I usually don't publish articles from The Guardian because they are a little similar(similar not the same)to adamfoxie.
Sean Monahan....
 wrote this article (published at The Guardian) of which I like very much because it makes the connection of two cousin virus and how millions of gay men had to deal with this other Pandemic and how still we deal with it because even though HIV is not causing AIDS anymore but is only because of the meds who took out their balls. There is much to learn from those dark days. Even the funeral homes going by street talk would not bury the son of a crying mother begging to bury her son.
Straight people simply aren’t used to constantly disclosing very private health information to new friends, and sometimes, strangers.’ Can you imagine meeting someone new and one of the first questions is a health sex question? Not conductive to a relaxing athmosphere for either men.

To be gay is to get used to blood tests. If you are positive, you do them to monitor your HIV status. If you are negative and on PrEP, a daily medication that helps prevent HIV, you do them to ensure it’s working. If you are negative and not on PrEP, you do them to maintain your sanity. Every gay person has their own rhythm to testing, defined by their relationship to HIV, their sexual practices and their neuroses. No matter your status, waiting for test results is never easy. You count the minutes until you hear via text, in person, over the phone, in an app: your body is OK for now.
It won’t end until there is a cure. What we have right now is management. Since around 1980, when the first cases were identified in the US, 700,000 people have died of Aids. In my lifetime, it went from an epidemic with no cure to one for which we have the tools to at least approximate herd immunity. People still die. There are no certainties. And the blood sacrifice we give at the clinic every few months reminds us of this.
We also remember not to blindly trust experts. Before writing this, I rewatched the Aids activism documentary How to Survive a Plague by David France, Woody Richman and Tyler Walk (full disclosure: Jordan Richman, my collaborator, is Woody Richman’s cousin). It’s inspiring because a group of activists rejected the incompetence and ignorance of politicians and played a decisive role in forcing them to find treatment. Act Up, the HIV/Aids activist group, was not always right, but neither were the experts. There was no time to wait for gay representation in the CDC, the FDA, Congress or White House. They used the tools of self-education and critical engagement to ensure they understood the issues and were able to call bullshit on their credentialed betters when necessary.

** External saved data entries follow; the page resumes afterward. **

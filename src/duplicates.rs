//! Near-duplicate page detection.
//!
//! Every qualifying page in a directory is reduced to a prefix of its visible
//! text, then each unordered pair is scored and the pairs above the threshold
//! are written to a JSON report next to the pages.

use crate::config::DuplicateConfig;
use crate::error::Result;
use crate::filter::FileFilter;
use crate::parsers::{Parser, text};
use crate::results::{DuplicateReport, Page, ScanSummary, SimilarityPair};
use crate::similarity::SimilarityMetric;
use rayon::prelude::*;
use std::fs;
use std::path::Path;
use std::time::Instant;

/// Finds pairs of pages with suspiciously similar visible text
pub struct DuplicateDetector {
    config: DuplicateConfig,
}

impl DuplicateDetector {
    /// Create a new detector with the given configuration
    pub fn new(config: DuplicateConfig) -> Self {
        Self { config }
    }

    /// Set the ratio a pair must strictly exceed
    pub fn with_threshold(mut self, threshold: f64) -> Self {
        self.config.threshold = threshold;
        self
    }

    /// Set the minimum prefix length (exclusive) for a page to qualify
    pub fn with_min_length(mut self, min_length: usize) -> Self {
        self.config.min_length = min_length;
        self
    }

    /// Set how many characters of each page are compared
    pub fn with_prefix_length(mut self, prefix_length: usize) -> Self {
        self.config.prefix_length = prefix_length;
        self
    }

    /// Set the similarity metric
    pub fn with_metric(mut self, metric: SimilarityMetric) -> Self {
        self.config.metric = metric;
        self
    }

    pub fn config(&self) -> &DuplicateConfig {
        &self.config
    }

    /// Reduce one file to its comparison prefix.
    ///
    /// Returns `None` for content that is not UTF-8 or whose prefix is empty
    /// or not longer than the configured minimum length.
    pub fn extract_page(&self, name: &str, bytes: &[u8]) -> Option<Page> {
        let Ok(content) = std::str::from_utf8(bytes) else {
            ::log::debug!("Skipping {}: not valid UTF-8", name);
            return None;
        };

        let extraction = Parser::parse_file(content, name);
        let prefix = text::truncate_chars(&extraction.content, self.config.prefix_length);
        let len = text::char_len(prefix);

        if prefix.is_empty() || len <= self.config.min_length {
            ::log::debug!("Skipping {}: only {} characters of text", name, len);
            return None;
        }

        ::log::trace!("Extracted {} characters from {} ({:?})", len, name, extraction.region);
        Some(Page::new(name.to_string(), prefix.to_string()))
    }

    /// Read and extract every qualifying page in `dir`, sorted by file name.
    ///
    /// Files that cannot be read are skipped. Failing to list the directory
    /// or an out-of-range threshold is an error.
    pub fn collect_pages(&self, dir: &Path) -> Result<Vec<Page>> {
        self.config.validate()?;
        let filter = FileFilter::new(self.config.filter.clone())?;
        let paths = filter.list_pages(dir)?;

        // Extraction is independent per file; order is restored by the sort below
        let mut pages: Vec<Page> = paths
            .par_iter()
            .filter_map(|path| {
                let name = path.file_name()?.to_str()?;
                match fs::read(path) {
                    Ok(bytes) => self.extract_page(name, &bytes),
                    Err(e) => {
                        ::log::debug!("Skipping {}: {}", path.display(), e);
                        None
                    }
                }
            })
            .collect();

        pages.sort_by(|a, b| a.name.cmp(&b.name));
        ::log::info!(
            "{} of {} page files qualify for comparison",
            pages.len(),
            paths.len()
        );
        Ok(pages)
    }

    /// Compare every unordered pair of pages.
    ///
    /// Pairs are discovered with the outer index ascending and the inner index
    /// ascending above it, so the report follows the order of `pages`.
    pub fn find_pairs(&self, pages: &[Page]) -> DuplicateReport {
        let mut report = DuplicateReport::new();

        for (i, first) in pages.iter().enumerate() {
            for second in &pages[i + 1..] {
                let ratio = self.config.metric.ratio(&first.text, &second.text);
                if ratio > self.config.threshold {
                    ::log::debug!(
                        "Near duplicate: {} ~ {} ({:.3})",
                        first.name,
                        second.name,
                        ratio
                    );
                    report.push(SimilarityPair::new(
                        first.name.clone(),
                        second.name.clone(),
                        ratio,
                    ));
                }
            }
        }

        report
    }

    /// Collect the pages of `dir` and compare them, without writing anything
    pub fn scan(&self, dir: &Path) -> Result<DuplicateReport> {
        let pages = self.collect_pages(dir)?;
        Ok(self.find_pairs(&pages))
    }

    /// Scan `dir` and write the report inside it, replacing any previous report
    pub fn run(&self, dir: &Path) -> Result<ScanSummary> {
        let start_time = Instant::now();

        let pages = self.collect_pages(dir)?;
        let report = self.find_pairs(&pages);

        let report_path = dir.join(&self.config.report_name);
        report.write_to(&report_path)?;

        ::log::info!(
            "Compared {} pages in {:.2} seconds, {} pairs above {}",
            pages.len(),
            start_time.elapsed().as_secs_f64(),
            report.len(),
            self.config.threshold
        );

        Ok(ScanSummary {
            pages_compared: pages.len(),
            report,
            report_path,
        })
    }
}

impl Default for DuplicateDetector {
    fn default() -> Self {
        Self::new(DuplicateConfig::default())
    }
}
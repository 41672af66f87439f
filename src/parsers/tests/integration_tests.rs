use crate::parsers::{Parser, ParserType, Region};

#[cfg(test)]
mod tests {
    use super::*;

    #[test]
    fn test_parse_with_parser_type() {
        // Test HTML
        let html_content = "<html><body><main><p>Hello, world!</p><a href=\"https://example.com\">Link</a></main></body></html>";
        let result = Parser::parse(html_content, ParserType::Html);
        assert_eq!(result.content, "Hello, world!Link");
        assert_eq!(result.region, Region::Main);

        // Test Text
        let text_content = "Line 1\nLine 2\nLine 3";
        let result = Parser::parse(text_content, ParserType::Text);
        assert_eq!(result.content, "Line 1 Line 2 Line 3");
        assert_eq!(result.region, Region::Document);
    }

    #[test]
    fn test_parse_file() {
        let html_content = "<main><p>Hello</p></main>";
        let result = Parser::parse_file(html_content, "page.html");
        assert_eq!(result.content, "Hello");

        // Markup in a text file is kept verbatim
        let result = Parser::parse_file(html_content, "notes.txt");
        assert_eq!(result.content, "<main><p>Hello</p></main>");
    }

    #[test]
    fn test_different_file_extensions() {
        let types = [
            ("file.txt", ParserType::Text),
            ("file.html", ParserType::Html),
            ("FILE.HTM", ParserType::Html),
            ("file.xhtml", ParserType::Html),
            ("file.md", ParserType::Text),
            ("طرق_ربح_المال_auto.html", ParserType::Html),
        ];

        for (name, expected_type) in types {
            assert_eq!(
                ParserType::from_file_name(name),
                expected_type,
                "File '{}' should be parsed as {:?}",
                name,
                expected_type
            );
        }
    }
}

We spoke to David France about his recollections from that moment: “There were 15 dreadful years of unmitigated death – 15 years! – before treatments finally became available to make an HIV infection survivable. I spent those years in brutal terror, flat-out convinced I would be one of the dead. I have always thought that it was fear that saved my life. But 15 years after that, when I returned to the troves of archival videotape to make How to Survive a Plague, I was surprised to see how much joy there was among us. Some of the humor was dark, naturally, but all of it was affirming and forward-focused. Someone once said to me, ‘We had so much fun when everybody was dying,’ which sounds awful, but what she meant was not that we didn’t grieve or weep; she meant that we didn’t give up on the vision of a life we so fiercely defended. I think now that the power to imagine, put to the test by a plague, is the strongest tool we can deploy.”

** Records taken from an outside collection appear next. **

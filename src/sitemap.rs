//! Sitemap generation for a flat directory of pages.
//!
//! Output follows the sitemaps.org 0.9 protocol: one synthetic entry for the
//! site root, then one `url` per page in file name order.

use crate::config::SitemapConfig;
use crate::error::{Error, Result};
use crate::filter::FileFilter;
use crate::utils::{modified_date, today};
use quick_xml::Reader;
use quick_xml::Writer;
use quick_xml::events::{BytesDecl, BytesEnd, BytesStart, BytesText, Event};
use serde::{Deserialize, Serialize};
use std::fmt;
use std::fs;
use std::io::Write;
use std::path::{Path, PathBuf};
use url::Url;

pub const SITEMAP_NAMESPACE: &str = "http://www.sitemaps.org/schemas/sitemap/0.9";
const XSI_NAMESPACE: &str = "http://www.w3.org/2001/XMLSchema-instance";
const SCHEMA_LOCATION: &str = "http://www.sitemaps.org/schemas/sitemap/0.9 http://www.sitemaps.org/schemas/sitemap/0.9/sitemap.xsd";

/// How often a page is expected to change
#[derive(Debug, Clone, Copy, PartialEq, Eq, Serialize, Deserialize)]
#[serde(rename_all = "lowercase")]
pub enum ChangeFreq {
    Always,
    Hourly,
    Daily,
    Weekly,
    Monthly,
    Yearly,
    Never,
}

impl ChangeFreq {
    pub fn as_str(&self) -> &'static str {
        match self {
            ChangeFreq::Always => "always",
            ChangeFreq::Hourly => "hourly",
            ChangeFreq::Daily => "daily",
            ChangeFreq::Weekly => "weekly",
            ChangeFreq::Monthly => "monthly",
            ChangeFreq::Yearly => "yearly",
            ChangeFreq::Never => "never",
        }
    }
}

impl fmt::Display for ChangeFreq {
    fn fmt(&self, f: &mut fmt::Formatter<'_>) -> fmt::Result {
        f.write_str(self.as_str())
    }
}

/// Crawl hints assigned to a page
#[derive(Debug, Clone, Copy, PartialEq, Serialize, Deserialize)]
#[serde(try_from = "RawPageRank")]
pub struct PageRank {
    /// Relative priority between 0.0 and 1.0
    pub priority: f64,
    pub changefreq: ChangeFreq,
}

impl PageRank {
    /// Create a rank, clamping the priority into 0.0..=1.0 (NaN becomes 0.0)
    pub fn new(priority: f64, changefreq: ChangeFreq) -> Self {
        let priority = if priority.is_nan() {
            0.0
        } else {
            priority.clamp(0.0, 1.0)
        };
        Self {
            priority,
            changefreq,
        }
    }
}

/// Unchecked form of [`PageRank`] as it appears in configuration files
#[derive(Deserialize)]
struct RawPageRank {
    priority: f64,
    changefreq: ChangeFreq,
}

impl TryFrom<RawPageRank> for PageRank {
    type Error = String;

    fn try_from(raw: RawPageRank) -> std::result::Result<Self, Self::Error> {
        if !raw.priority.is_finite() || !(0.0..=1.0).contains(&raw.priority) {
            return Err(format!(
                "priority {} is outside the range 0.0 to 1.0",
                raw.priority
            ));
        }
        Ok(Self {
            priority: raw.priority,
            changefreq: raw.changefreq,
        })
    }
}

/// Assigns a rank to any file name containing `keyword` (case-insensitive)
#[derive(Debug, Clone, PartialEq, Serialize, Deserialize)]
pub struct KeywordRule {
    pub keyword: String,
    pub rank: PageRank,
}

impl KeywordRule {
    pub fn new(keyword: &str, rank: PageRank) -> Self {
        Self {
            keyword: keyword.to_string(),
            rank,
        }
    }

    pub fn matches(&self, file_name: &str) -> bool {
        file_name
            .to_lowercase()
            .contains(&self.keyword.to_lowercase())
    }
}

/// One `url` element of the sitemap
#[derive(Debug, Clone, PartialEq)]
pub struct SitemapEntry {
    pub loc: String,
    pub lastmod: String,
    pub changefreq: ChangeFreq,
    pub priority: f64,
}

/// Outcome of one builder run
#[derive(Debug, Clone)]
pub struct SitemapSummary {
    /// Number of `url` entries written, including the root
    pub url_count: usize,
    pub output_path: PathBuf,
}

/// Builds `sitemap.xml` documents
pub struct SitemapBuilder {
    config: SitemapConfig,
}

impl SitemapBuilder {
    pub fn new(config: SitemapConfig) -> Self {
        Self { config }
    }

    /// Override the site root URL
    pub fn with_base_url(mut self, base_url: &str) -> Self {
        self.config.base_url = base_url.to_string();
        self
    }

    /// Override the output file name
    pub fn with_output_file(mut self, output_file: &str) -> Self {
        self.config.output_file = output_file.to_string();
        self
    }

    pub fn config(&self) -> &SitemapConfig {
        &self.config
    }

    /// Exact table entry, then first matching keyword rule, then the default
    pub fn classify(&self, file_name: &str) -> PageRank {
        if let Some(rank) = self.config.priorities.get(file_name) {
            return *rank;
        }
        self.config
            .keyword_rules
            .iter()
            .find(|rule| rule.matches(file_name))
            .map(|rule| rule.rank)
            .unwrap_or(self.config.default_rank)
    }

    fn base_url(&self) -> Result<Url> {
        let base = Url::parse(&self.config.base_url).map_err(|e| Error::InvalidUrl {
            url: self.config.base_url.clone(),
            reason: e.to_string(),
        })?;
        if base.cannot_be_a_base() {
            return Err(Error::InvalidUrl {
                url: self.config.base_url.clone(),
                reason: "URL cannot be used as a base".to_string(),
            });
        }
        Ok(base)
    }

    /// URL of `segment` under the base path; the segment is percent-encoded
    fn page_url(base: &Url, segment: &str) -> String {
        let mut url = base.clone();
        if let Ok(mut segments) = url.path_segments_mut() {
            segments.pop_if_empty().push(segment);
        }
        url.to_string()
    }

    /// Root entry followed by one entry per page in `dir`
    pub fn collect_entries(&self, dir: &Path) -> Result<Vec<SitemapEntry>> {
        let base = self.base_url()?;
        let filter = FileFilter::new(self.config.filter.clone())?;
        let pages = filter.list_pages(dir)?;

        let mut entries = Vec::with_capacity(pages.len() + 1);
        entries.push(SitemapEntry {
            loc: Self::page_url(&base, ""),
            lastmod: today(),
            changefreq: ChangeFreq::Daily,
            priority: 1.0,
        });

        for path in &pages {
            let Some(name) = path.file_name().and_then(|n| n.to_str()) else {
                continue;
            };
            let rank = self.classify(name);
            ::log::debug!(
                "Adding {} (priority {:.1}, {})",
                name,
                rank.priority,
                rank.changefreq
            );
            entries.push(SitemapEntry {
                loc: Self::page_url(&base, name),
                lastmod: modified_date(path),
                changefreq: rank.changefreq,
                priority: rank.priority,
            });
        }

        ::log::info!("Collected {} pages for the sitemap", pages.len());
        Ok(entries)
    }

    /// Render entries as an indented sitemap document
    pub fn render(&self, entries: &[SitemapEntry]) -> Result<String> {
        let mut writer = Writer::new_with_indent(Vec::new(), b' ', 2);
        write_document(&mut writer, entries).map_err(Error::Render)?;

        let mut out = writer.into_inner();
        out.push(b'\n');
        String::from_utf8(out).map_err(|e| Error::InvalidSitemap(e.to_string()))
    }

    /// Collect, render and write the sitemap inside `dir`
    pub fn run(&self, dir: &Path) -> Result<SitemapSummary> {
        let entries = self.collect_entries(dir)?;
        let xml = self.render(&entries)?;

        let output_path = dir.join(&self.config.output_file);
        fs::write(&output_path, xml).map_err(|e| Error::io(&output_path, e))?;

        ::log::info!(
            "Wrote {} URLs to {}",
            entries.len(),
            output_path.display()
        );
        Ok(SitemapSummary {
            url_count: entries.len(),
            output_path,
        })
    }
}

impl Default for SitemapBuilder {
    fn default() -> Self {
        Self::new(SitemapConfig::default())
    }
}

fn write_document<W: Write>(w: &mut Writer<W>, entries: &[SitemapEntry]) -> std::io::Result<()> {
    w.write_event(Event::Decl(BytesDecl::new("1.0", Some("UTF-8"), None)))?;

    let mut urlset = BytesStart::new("urlset");
    urlset.push_attribute(("xmlns", SITEMAP_NAMESPACE));
    urlset.push_attribute(("xmlns:xsi", XSI_NAMESPACE));
    urlset.push_attribute(("xsi:schemaLocation", SCHEMA_LOCATION));
    w.write_event(Event::Start(urlset))?;

    for entry in entries {
        w.write_event(Event::Start(BytesStart::new("url")))?;
        write_text_element(w, "loc", &entry.loc)?;
        write_text_element(w, "lastmod", &entry.lastmod)?;
        write_text_element(w, "changefreq", entry.changefreq.as_str())?;
        write_text_element(w, "priority", &format!("{:.1}", entry.priority))?;
        w.write_event(Event::End(BytesEnd::new("url")))?;
    }

    w.write_event(Event::End(BytesEnd::new("urlset")))?;
    Ok(())
}

fn write_text_element<W: Write>(w: &mut Writer<W>, name: &str, text: &str) -> std::io::Result<()> {
    w.write_event(Event::Start(BytesStart::new(name)))?;
    w.write_event(Event::Text(BytesText::new(text)))?;
    w.write_event(Event::End(BytesEnd::new(name)))?;
    Ok(())
}

/// Count the `url` entries of a sitemap document.
///
/// Fails when the XML is malformed or the root element is not a `urlset`
/// in the sitemaps.org namespace.
pub fn count_urls(xml: &str) -> Result<usize> {
    let mut reader = Reader::from_str(xml);
    reader.config_mut().trim_text(true);

    let mut depth = 0usize;
    let mut seen_root = false;
    let mut urls = 0usize;
    loop {
        let (element, is_empty) = match reader.read_event()? {
            Event::Start(e) => (e, false),
            Event::Empty(e) => (e, true),
            Event::End(_) => {
                depth = depth.saturating_sub(1);
                continue;
            }
            Event::Eof => break,
            _ => continue,
        };

        if depth == 0 {
            if seen_root {
                return Err(Error::InvalidSitemap("more than one root element".to_string()));
            }
            check_root(&element)?;
            seen_root = true;
        } else if depth == 1 && element.local_name().as_ref() == b"url" {
            urls += 1;
        }

        if !is_empty {
            depth += 1;
        }
    }

    if !seen_root {
        return Err(Error::InvalidSitemap("missing <urlset> root".to_string()));
    }
    if depth != 0 {
        return Err(Error::InvalidSitemap("unclosed elements".to_string()));
    }
    Ok(urls)
}

fn check_root(root: &BytesStart<'_>) -> Result<()> {
    if root.local_name().as_ref() != b"urlset" {
        return Err(Error::InvalidSitemap(format!(
            "unexpected root element <{}>",
            String::from_utf8_lossy(root.name().as_ref())
        )));
    }

    let namespace = root
        .try_get_attribute("xmlns")
        .map_err(quick_xml::Error::from)?;
    match namespace {
        Some(attr) if attr.value.as_ref() == SITEMAP_NAMESPACE.as_bytes() => Ok(()),
        Some(attr) => Err(Error::InvalidSitemap(format!(
            "unexpected namespace {}",
            String::from_utf8_lossy(attr.value.as_ref())
        ))),
        None => Err(Error::InvalidSitemap(format!(
            "<urlset> is not in the {} namespace",
            SITEMAP_NAMESPACE
        ))),
    }
}

/// Re-read a written sitemap and count its `url` entries
pub fn validate(path: &Path) -> Result<usize> {
    let xml = fs::read_to_string(path).map_err(|e| Error::io(path, e))?;
    count_urls(&xml)
}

The movie was released in 2012, and I went to see it at the IFC Center in New York. What struck me then was that this was still necessary. I remember returning home after college, and feeling like I had gone too long without STD testing. I made an appointment with my GP but got bumped to a physician’s assistant in his office. When I asked for screening, she replied incredulously: “Why do you want these tests? You think you have all the STDs?!” I remember my monotone and annoyed response: “I’m a gay man. I have multiple sexual partners. Men are oftentimes asymptomatic. I’m just here to get my periodic screening.” Sometimes you have to be the waiting room pamphlet you want to see in the world.  
Just because someone is a doctor doesn’t mean they’re not an idiot. I don’t mean that to demean healthcare workers, only to point out they are humans, too. So let’s keep our wits about us. Let’s evaluate people based on actions, not positions. Let’s not forget that sometimes we do know more than experts. If we don’t, they will never be able to refine and update their opinions. They will not see what they don’t see.